Exercise brief: Go line by line through the data and copy those with the word "usize".

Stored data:
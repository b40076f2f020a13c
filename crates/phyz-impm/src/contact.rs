//! Hook for an external grid contact model.
//!
//! Without a contact model, objects that share a grid node are welded there:
//! rasterization unifies their mass and velocity and forces are applied to all
//! of them. Installing a [`GridContactMethod`] keeps per-object values apart
//! and hands them to the model after the grid solve.

use std::collections::BTreeMap;

use smallvec::SmallVec;

use crate::grid::{GridNodeState, UniformGrid};

/// Flat node index to the sorted indices of objects with mass at that node.
pub type ActiveGridNodes = BTreeMap<usize, SmallVec<[usize; 2]>>;

/// Resolves contact between objects on the grid after the explicit solve.
pub trait GridContactMethod<const D: usize> {
    fn resolve_contact(
        &mut self,
        grid: &UniformGrid<D>,
        nodes: &mut [GridNodeState<D>],
        active_nodes: &ActiveGridNodes,
        dt: f64,
    );
}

Response for this exercise:
pub type ActiveGridNodes = BTreeMap<usize, SmallVec<[usize; 2]>>;
pub trait GridContactMethod<const D: usize> {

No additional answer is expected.